__Goal of the exercise__. Filter the listing for lines containing "full".

** Data for this task follows **

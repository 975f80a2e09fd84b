//! Stress test: reclaim scans over large paged allow-lists.

use std::sync::Arc;

use chrono::{DateTime, Duration, TimeZone, Utc};

use jit_access::grant::encode;
use jit_access::{FirewallRule, GrantReclaimer, ManualClock, MemoryStore, Nonce, Subject, Ticks};

fn t0() -> DateTime<Utc> {
    Utc.with_ymd_and_hms(2025, 6, 1, 0, 0, 0).unwrap()
}

fn rule(name: String, i: u32) -> FirewallRule {
    let ip = format!("10.{}.{}.{}", (i >> 16) & 0xff, (i >> 8) & 0xff, i & 0xff);
    FirewallRule::new(name, Subject::parse(&ip).unwrap())
}

#[tokio::test]
async fn stress_10000_rules_half_expired() {
    let store = Arc::new(MemoryStore::with_page_size(250));
    let past = Ticks::from_datetime(t0() - Duration::minutes(1)).unwrap();
    let future = Ticks::from_datetime(t0() + Duration::minutes(1)).unwrap();

    for i in 0..10_000u32 {
        let deadline = if i % 2 == 0 { past } else { future };
        let nonce = Nonce::parse(&format!("{i:012x}")).unwrap();
        store.insert(rule(encode(&nonce, deadline), i));
    }

    let reclaimer = GrantReclaimer::new(store.clone()).with_clock(Arc::new(ManualClock::new(t0())));
    let report = reclaimer.run_scan().await.expect("scan should succeed");

    assert_eq!(report.scanned, 10_000);
    assert_eq!(report.expired_deleted, 5_000);
    assert_eq!(report.active_remaining, 5_000);
    assert_eq!(store.len(), 5_000);
    // Forty full pages plus the empty page that ends the listing.
    assert_eq!(store.counters().list_pages(), 41);
}

#[tokio::test]
async fn stress_mostly_foreign_allow_list() {
    let store = Arc::new(MemoryStore::with_page_size(100));
    let past = Ticks::from_datetime(t0() - Duration::days(30)).unwrap();

    for i in 0..5_000u32 {
        store.insert(rule(format!("office-{i:05}"), i));
    }
    for i in 0..50u32 {
        let nonce = Nonce::parse(&format!("{i:08x}")).unwrap();
        store.insert(rule(encode(&nonce, past), i));
    }
    for i in 0..50u32 {
        store.insert(rule(format!("JIT_{i:08x}_notanumber"), i));
    }

    let reclaimer = GrantReclaimer::new(store.clone()).with_clock(Arc::new(ManualClock::new(t0())));
    let report = reclaimer.run_scan().await.unwrap();

    assert_eq!(report.scanned, 5_100);
    assert_eq!(report.skipped_foreign, 5_000);
    assert_eq!(report.skipped_malformed, 50);
    assert_eq!(report.expired_deleted, 50);
    assert_eq!(store.counters().deletes(), 50);
    assert_eq!(store.len(), 5_050);
}

#[tokio::test]
async fn stress_repeated_scans_converge() {
    let store = Arc::new(MemoryStore::with_page_size(64));
    let clock = Arc::new(ManualClock::new(t0()));

    // Deadlines spread one minute apart over ten hours.
    for i in 0..600u32 {
        let deadline = Ticks::from_datetime(t0() + Duration::minutes(i as i64)).unwrap();
        let nonce = Nonce::parse(&format!("{i:08x}")).unwrap();
        store.insert(rule(encode(&nonce, deadline), i));
    }

    let reclaimer = GrantReclaimer::new(store.clone()).with_clock(clock.clone());
    let mut total = 0;
    for hour in 1..=10 {
        clock.set(t0() + Duration::hours(hour) + Duration::seconds(1));
        let report = reclaimer.run_scan().await.unwrap();
        assert!(report.is_clean());
        total += report.expired_deleted;
        assert_eq!(store.len(), 600 - total, "after hour {hour}");
    }
    assert_eq!(total, 600);
}
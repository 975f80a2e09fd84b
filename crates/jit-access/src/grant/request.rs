//! Access requests as received over the wire.
//!
//! The body is a JSON object. Both `ip` and `subject` name the address to
//! admit; `ip` wins when both are present. An absent or unreadable address
//! falls back to the caller's observed address.

use std::net::IpAddr;

use serde::Deserialize;

use crate::error::{AccessError, Result};

use super::subject::Subject;

/// A parsed request body.
#[derive(Debug, Clone, Default, PartialEq, Eq, Deserialize)]
pub struct AccessRequest {
    #[serde(default)]
    pub ip: Option<String>,
    #[serde(default)]
    pub subject: Option<String>,
}

impl AccessRequest {
    /// Parse a raw request body.
    ///
    /// Empty bodies, invalid JSON, and JSON that is not an object are
    /// rejected as `InvalidRequest`.
    pub fn from_body(body: &[u8]) -> Result<Self> {
        if body.iter().all(u8::is_ascii_whitespace) {
            return Err(AccessError::InvalidRequest("request body is empty".into()));
        }
        let value: serde_json::Value = serde_json::from_slice(body)
            .map_err(|e| AccessError::InvalidRequest(format!("request body is not JSON: {e}")))?;
        if !value.is_object() {
            return Err(AccessError::InvalidRequest(
                "request body must be a JSON object".into(),
            ));
        }
        serde_json::from_value(value)
            .map_err(|e| AccessError::InvalidRequest(format!("unexpected request shape: {e}")))
    }

    /// The address the caller asked for, if any.
    pub fn requested(&self) -> Option<&str> {
        self.ip
            .as_deref()
            .or(self.subject.as_deref())
            .map(str::trim)
            .filter(|s| !s.is_empty())
    }

    /// Decide which subject to admit.
    pub fn resolve_subject(&self, caller: Option<IpAddr>) -> Result<Subject> {
        if let Some(requested) = self.requested() {
            match Subject::parse(requested) {
                Ok(subject) => return Ok(subject),
                Err(e) => {
                    log::warn!("ignoring unusable subject {requested:?}: {e}");
                }
            }
        }
        caller.map(Subject::single).ok_or_else(|| {
            AccessError::InvalidRequest(
                "no usable address in request and caller address unknown".into(),
            )
        })
    }
}
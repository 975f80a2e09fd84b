//! Reclaim scan: delete every managed rule whose deadline has passed.
//!
//! A scan samples the clock once and judges every rule against that
//! instant. Foreign and malformed names are never deleted. A failed delete
//! is counted and the scan moves on; only a failed listing aborts it.

use std::collections::HashSet;
use std::sync::Arc;
use std::time::Duration;

use chrono::{DateTime, Utc};
use serde::Serialize;

use crate::config::DEFAULT_STORE_TIMEOUT;
use crate::error::{AccessError, Result, StoreError};
use crate::grant::token::{decode, TokenDecode};
use crate::store::{list_pages, with_timeout, AllowListStore};
use crate::time::{Clock, SystemClock, Ticks};

/// Counts from one scan.
#[derive(Debug, Clone, PartialEq, Eq, Serialize)]
pub struct ScanReport {
    /// The single instant every rule was judged against.
    pub started_at: DateTime<Utc>,
    /// Distinct rules evaluated.
    pub scanned: usize,
    /// Rules without the managed prefix.
    pub skipped_foreign: usize,
    /// Prefixed rules whose names could not be read.
    pub skipped_malformed: usize,
    pub expired_deleted: usize,
    pub expired_delete_failed: usize,
    pub active_remaining: usize,
}

impl ScanReport {
    fn new(started_at: DateTime<Utc>) -> Self {
        Self {
            started_at,
            scanned: 0,
            skipped_foreign: 0,
            skipped_malformed: 0,
            expired_deleted: 0,
            expired_delete_failed: 0,
            active_remaining: 0,
        }
    }

    /// Rules left alone because they are not ours to judge.
    pub fn skipped(&self) -> usize {
        self.skipped_foreign + self.skipped_malformed
    }

    /// True when every expired rule was removed.
    pub fn is_clean(&self) -> bool {
        self.expired_delete_failed == 0
    }
}

impl std::fmt::Display for ScanReport {
    fn fmt(&self, f: &mut std::fmt::Formatter<'_>) -> std::fmt::Result {
        write!(
            f,
            "scanned={} foreign={} malformed={} deleted={} delete_failed={} active={}",
            self.scanned,
            self.skipped_foreign,
            self.skipped_malformed,
            self.expired_deleted,
            self.expired_delete_failed,
            self.active_remaining
        )
    }
}

/// Removes expired grants from a store.
pub struct GrantReclaimer {
    store: Arc<dyn AllowListStore>,
    clock: Arc<dyn Clock>,
    store_timeout: Duration,
}

impl GrantReclaimer {
    pub fn new(store: Arc<dyn AllowListStore>) -> Self {
        Self {
            store,
            clock: Arc::new(SystemClock),
            store_timeout: DEFAULT_STORE_TIMEOUT,
        }
    }

    pub fn with_clock(mut self, clock: Arc<dyn Clock>) -> Self {
        self.clock = clock;
        self
    }

    pub fn with_store_timeout(mut self, store_timeout: Duration) -> Self {
        self.store_timeout = store_timeout;
        self
    }

    /// Run one full pass over the store.
    pub async fn run_scan(&self) -> Result<ScanReport> {
        let started_at = self.clock.now();
        let now = Ticks::from_datetime(started_at).ok_or_else(|| {
            AccessError::MisconfiguredService(format!(
                "clock reads {started_at}, outside the tick range"
            ))
        })?;
        let mut report = ScanReport::new(started_at);

        let rules = list_pages(self.store.as_ref(), Some(self.store_timeout))
            .await
            .map_err(|e| AccessError::backend("listing rules", e))?;

        let mut seen = HashSet::with_capacity(rules.len());
        for rule in rules {
            if !seen.insert(rule.name.clone()) {
                continue;
            }
            report.scanned += 1;

            let name = match decode(&rule.name) {
                TokenDecode::Managed(name) => name,
                TokenDecode::Foreign => {
                    report.skipped_foreign += 1;
                    continue;
                }
                TokenDecode::Malformed(reason) => {
                    log::warn!("leaving malformed managed rule {}: {reason}", rule.name);
                    report.skipped_malformed += 1;
                    continue;
                }
            };

            if !name.is_expired_at(now) {
                report.active_remaining += 1;
                continue;
            }

            match with_timeout(self.store_timeout, self.store.delete(&rule.name)).await {
                Ok(()) | Err(StoreError::NotFound(_)) => {
                    log::info!(
                        "revoked {} ({}), expired {}",
                        rule.name,
                        rule.subject(),
                        name.expires_at()
                    );
                    report.expired_deleted += 1;
                }
                Err(e) => {
                    log::warn!("failed to revoke expired rule {}: {e}", rule.name);
                    report.expired_delete_failed += 1;
                }
            }
        }

        Ok(report)
    }
}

** End of Data for this task **

__Completed exercise__.
    // Forty full pages plus the empty page that ends the listing.
    /// Run one full pass over the store.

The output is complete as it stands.